On October 12, the Arts Research Center at UC Berkeley and the Curatorial Practice at the California College of the Arts are partnering to host a live-streaming of the Creative Time Summit, an annual conference in New York that brings together cultural producers--including artists, critics, writers, and curators--to discuss how their work engages pressing issues affecting our world. To jump-start the conversation in advance of the event, attendees have been asked to submit a paragraph on a keyword associated with one of the summit themes: Inequities, Occupations, Making, or Tactics.

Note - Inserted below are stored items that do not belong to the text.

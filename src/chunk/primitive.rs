//! Byte order and fixed-width primitive encoding.

use std::mem::size_of;

/// Widest primitive the crate encodes (u64/i64/f64).
pub const MAX_PRIMITIVE_WIDTH: usize = 8;

/// Byte order used to encode and decode multi-byte primitives.
#[derive(Debug, Clone, Copy, PartialEq, Eq, Hash, Default)]
pub enum ByteOrder {
    /// Most significant byte first (network order).
    #[default]
    BigEndian,
    /// Least significant byte first.
    LittleEndian,
}

impl ByteOrder {
    /// The byte order of the current target.
    #[cfg(target_endian = "big")]
    pub const NATIVE: ByteOrder = ByteOrder::BigEndian;

    /// The byte order of the current target.
    #[cfg(target_endian = "little")]
    pub const NATIVE: ByteOrder = ByteOrder::LittleEndian;
}

mod sealed {
    pub trait Sealed {}
}

/// A fixed-width value that can be read from and written to chunks.
///
/// Implemented for `u8 i8 u16 i16 u32 i32 u64 i64 f32 f64`.
pub trait Primitive: Copy + sealed::Sealed {
    /// Encoded width in bytes.
    const WIDTH: usize;

    /// Decodes a value from exactly `WIDTH` bytes.
    fn decode(bytes: &[u8], order: ByteOrder) -> Self;

    /// Encodes the value into exactly `WIDTH` bytes.
    fn encode(self, out: &mut [u8], order: ByteOrder);
}

macro_rules! impl_primitive {
    ($($ty:ty),* $(,)?) => {
        $(
            impl sealed::Sealed for $ty {}

            impl Primitive for $ty {
                const WIDTH: usize = size_of::<$ty>();

                #[inline]
                fn decode(bytes: &[u8], order: ByteOrder) -> Self {
                    let mut raw = [0u8; size_of::<$ty>()];
                    raw.copy_from_slice(&bytes[..size_of::<$ty>()]);
                    match order {
                        ByteOrder::BigEndian => <$ty>::from_be_bytes(raw),
                        ByteOrder::LittleEndian => <$ty>::from_le_bytes(raw),
                    }
                }

                #[inline]
                fn encode(self, out: &mut [u8], order: ByteOrder) {
                    let raw = match order {
                        ByteOrder::BigEndian => self.to_be_bytes(),
                        ByteOrder::LittleEndian => self.to_le_bytes(),
                    };
                    out[..size_of::<$ty>()].copy_from_slice(&raw);
                }
            }
        )*
    };
}

impl_primitive!(u8, i8, u16, i16, u32, i32, u64, i64, f32, f64);
//! Chunk types.
//!
//! - [`Chunk`] - Fixed-capacity region with read/write cursors and gaps
//! - [`ByteOrder`] - Big or little endian encoding
//! - [`Primitive`] - Fixed-width values read and written by chunks

mod buffer;
mod primitive;

pub use buffer::Chunk;
pub use primitive::{ByteOrder, MAX_PRIMITIVE_WIDTH, Primitive};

This posting is by Ana Labastida, Community Student Fellow at California College of the Arts.
Keyword: Tactics
I propose that we consider the work of Donna Haraway on interspecies relations as a viable theoretical framework from which to elaborate strategies. Haraway defines "the world as a knot in motion" in which the interactions between species at all levels shape the world. I find that this perspective can provide a great tactical advantage: we can see ourselves within a pattern of relation. This calibrates our perception of our role in this planet. I find that this perspective addresses the vital need to participate in tactics that are coherent and complex enough to engage with the way our planet works not just our species. While sustaining all that is human, Haraway opens the discussion to the realm of all those others who live and die in this planet and with whom we are inextricably dependent. Haraway's ideas go beyond biological systems though and speak of the roles other living beings have culturally within human systems. I propose that rethinking histories and societies from this interwoven, agency-filled perspective of the world could allow us to be healthily demoted from our superior and lonely self-imposed exile which could maybe liberate some mental space to act responsibly.